Dataset items
· · · · ·

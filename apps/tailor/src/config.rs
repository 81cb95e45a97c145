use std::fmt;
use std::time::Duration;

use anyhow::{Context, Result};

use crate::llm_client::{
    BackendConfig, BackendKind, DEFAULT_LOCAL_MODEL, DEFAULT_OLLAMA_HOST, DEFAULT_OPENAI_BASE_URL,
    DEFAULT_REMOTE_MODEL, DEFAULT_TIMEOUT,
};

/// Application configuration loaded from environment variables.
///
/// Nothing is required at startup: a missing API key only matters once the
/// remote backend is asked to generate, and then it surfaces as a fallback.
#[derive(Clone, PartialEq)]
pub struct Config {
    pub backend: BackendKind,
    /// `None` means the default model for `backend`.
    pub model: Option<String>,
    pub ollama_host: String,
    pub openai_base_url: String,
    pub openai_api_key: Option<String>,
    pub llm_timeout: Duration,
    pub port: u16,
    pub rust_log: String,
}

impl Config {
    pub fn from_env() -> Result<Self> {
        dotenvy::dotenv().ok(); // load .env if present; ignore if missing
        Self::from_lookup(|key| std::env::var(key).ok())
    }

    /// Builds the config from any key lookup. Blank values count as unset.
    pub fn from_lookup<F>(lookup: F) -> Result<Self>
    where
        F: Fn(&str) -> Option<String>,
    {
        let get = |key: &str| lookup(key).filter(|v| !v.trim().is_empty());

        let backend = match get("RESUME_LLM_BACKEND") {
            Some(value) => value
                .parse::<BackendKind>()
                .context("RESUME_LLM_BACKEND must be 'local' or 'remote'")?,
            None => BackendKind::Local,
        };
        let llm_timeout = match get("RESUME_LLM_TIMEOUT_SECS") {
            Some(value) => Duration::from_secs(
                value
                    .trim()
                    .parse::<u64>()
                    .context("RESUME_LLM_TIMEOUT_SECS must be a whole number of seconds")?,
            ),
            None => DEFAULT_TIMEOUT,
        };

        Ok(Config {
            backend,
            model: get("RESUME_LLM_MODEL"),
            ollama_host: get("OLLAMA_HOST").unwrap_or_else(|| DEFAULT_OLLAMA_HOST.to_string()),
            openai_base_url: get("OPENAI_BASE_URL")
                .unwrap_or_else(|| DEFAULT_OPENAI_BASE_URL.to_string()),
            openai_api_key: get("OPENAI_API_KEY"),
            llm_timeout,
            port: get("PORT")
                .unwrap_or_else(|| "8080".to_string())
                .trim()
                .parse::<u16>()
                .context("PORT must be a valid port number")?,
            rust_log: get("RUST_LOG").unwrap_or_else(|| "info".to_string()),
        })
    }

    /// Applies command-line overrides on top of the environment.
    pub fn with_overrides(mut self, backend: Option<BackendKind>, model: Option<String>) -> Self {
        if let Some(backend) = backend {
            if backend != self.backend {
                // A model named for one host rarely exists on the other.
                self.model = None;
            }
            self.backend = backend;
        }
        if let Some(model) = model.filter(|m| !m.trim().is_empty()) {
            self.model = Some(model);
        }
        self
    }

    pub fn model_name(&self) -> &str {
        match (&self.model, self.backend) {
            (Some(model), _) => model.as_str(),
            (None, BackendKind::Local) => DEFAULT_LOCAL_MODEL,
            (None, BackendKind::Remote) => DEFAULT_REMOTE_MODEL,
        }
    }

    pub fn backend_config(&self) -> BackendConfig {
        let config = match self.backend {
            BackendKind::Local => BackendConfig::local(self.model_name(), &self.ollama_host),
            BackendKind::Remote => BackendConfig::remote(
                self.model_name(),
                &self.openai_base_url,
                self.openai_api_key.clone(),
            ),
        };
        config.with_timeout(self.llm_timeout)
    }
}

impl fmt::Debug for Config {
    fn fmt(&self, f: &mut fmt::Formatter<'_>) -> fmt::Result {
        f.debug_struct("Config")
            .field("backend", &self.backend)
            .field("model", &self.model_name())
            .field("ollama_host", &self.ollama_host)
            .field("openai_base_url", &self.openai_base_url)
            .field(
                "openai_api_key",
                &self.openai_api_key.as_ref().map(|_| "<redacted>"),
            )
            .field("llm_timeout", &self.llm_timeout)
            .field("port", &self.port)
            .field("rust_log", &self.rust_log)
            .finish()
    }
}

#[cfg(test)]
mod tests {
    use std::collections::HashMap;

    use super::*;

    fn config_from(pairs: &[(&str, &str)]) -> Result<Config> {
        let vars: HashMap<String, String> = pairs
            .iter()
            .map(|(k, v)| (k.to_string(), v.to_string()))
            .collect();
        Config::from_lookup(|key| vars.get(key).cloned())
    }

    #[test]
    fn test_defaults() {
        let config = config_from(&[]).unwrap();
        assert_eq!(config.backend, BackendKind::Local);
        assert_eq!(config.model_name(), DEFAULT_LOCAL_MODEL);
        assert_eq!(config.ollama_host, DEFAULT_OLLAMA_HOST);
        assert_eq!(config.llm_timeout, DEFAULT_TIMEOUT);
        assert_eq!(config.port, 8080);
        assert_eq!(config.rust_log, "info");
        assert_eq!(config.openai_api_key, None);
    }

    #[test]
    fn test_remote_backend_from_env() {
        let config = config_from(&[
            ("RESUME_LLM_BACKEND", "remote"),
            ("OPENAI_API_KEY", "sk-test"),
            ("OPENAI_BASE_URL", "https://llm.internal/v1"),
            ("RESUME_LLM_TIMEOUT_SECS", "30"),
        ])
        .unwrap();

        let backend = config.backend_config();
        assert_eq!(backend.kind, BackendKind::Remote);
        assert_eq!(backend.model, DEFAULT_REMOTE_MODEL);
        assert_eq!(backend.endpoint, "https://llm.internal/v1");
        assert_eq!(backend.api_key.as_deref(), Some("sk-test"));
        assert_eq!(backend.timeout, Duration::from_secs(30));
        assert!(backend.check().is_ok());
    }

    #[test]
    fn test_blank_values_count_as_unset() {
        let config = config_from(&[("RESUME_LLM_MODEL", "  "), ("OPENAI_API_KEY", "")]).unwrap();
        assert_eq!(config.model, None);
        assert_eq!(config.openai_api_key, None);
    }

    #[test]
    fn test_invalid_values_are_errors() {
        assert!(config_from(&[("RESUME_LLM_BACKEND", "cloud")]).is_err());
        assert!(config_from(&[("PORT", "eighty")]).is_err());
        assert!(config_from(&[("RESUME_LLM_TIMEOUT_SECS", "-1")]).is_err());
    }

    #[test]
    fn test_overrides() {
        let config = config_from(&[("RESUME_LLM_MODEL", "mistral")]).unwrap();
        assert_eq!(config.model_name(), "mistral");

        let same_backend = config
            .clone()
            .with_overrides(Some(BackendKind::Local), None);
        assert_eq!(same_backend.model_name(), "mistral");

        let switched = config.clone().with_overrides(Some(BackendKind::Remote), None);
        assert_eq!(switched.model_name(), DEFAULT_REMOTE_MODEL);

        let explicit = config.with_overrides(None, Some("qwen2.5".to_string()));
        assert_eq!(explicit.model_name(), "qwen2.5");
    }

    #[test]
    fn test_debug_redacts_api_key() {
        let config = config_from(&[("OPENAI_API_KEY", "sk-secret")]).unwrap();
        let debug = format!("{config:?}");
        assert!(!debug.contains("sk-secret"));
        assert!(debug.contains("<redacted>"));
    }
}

· · · · ·

▶ [WORK INSTRUCTION]:
Each line of the data that holds "Result" should be reported.

▶ [ANSWER SPACE]:
use anyhow::{Context, Result};
    pub fn from_env() -> Result<Self> {
    pub fn from_lookup<F>(lookup: F) -> Result<Self>
    fn fmt(&self, f: &mut fmt::Formatter<'_>) -> fmt::Result {
    fn config_from(pairs: &[(&str, &str)]) -> Result<Config> {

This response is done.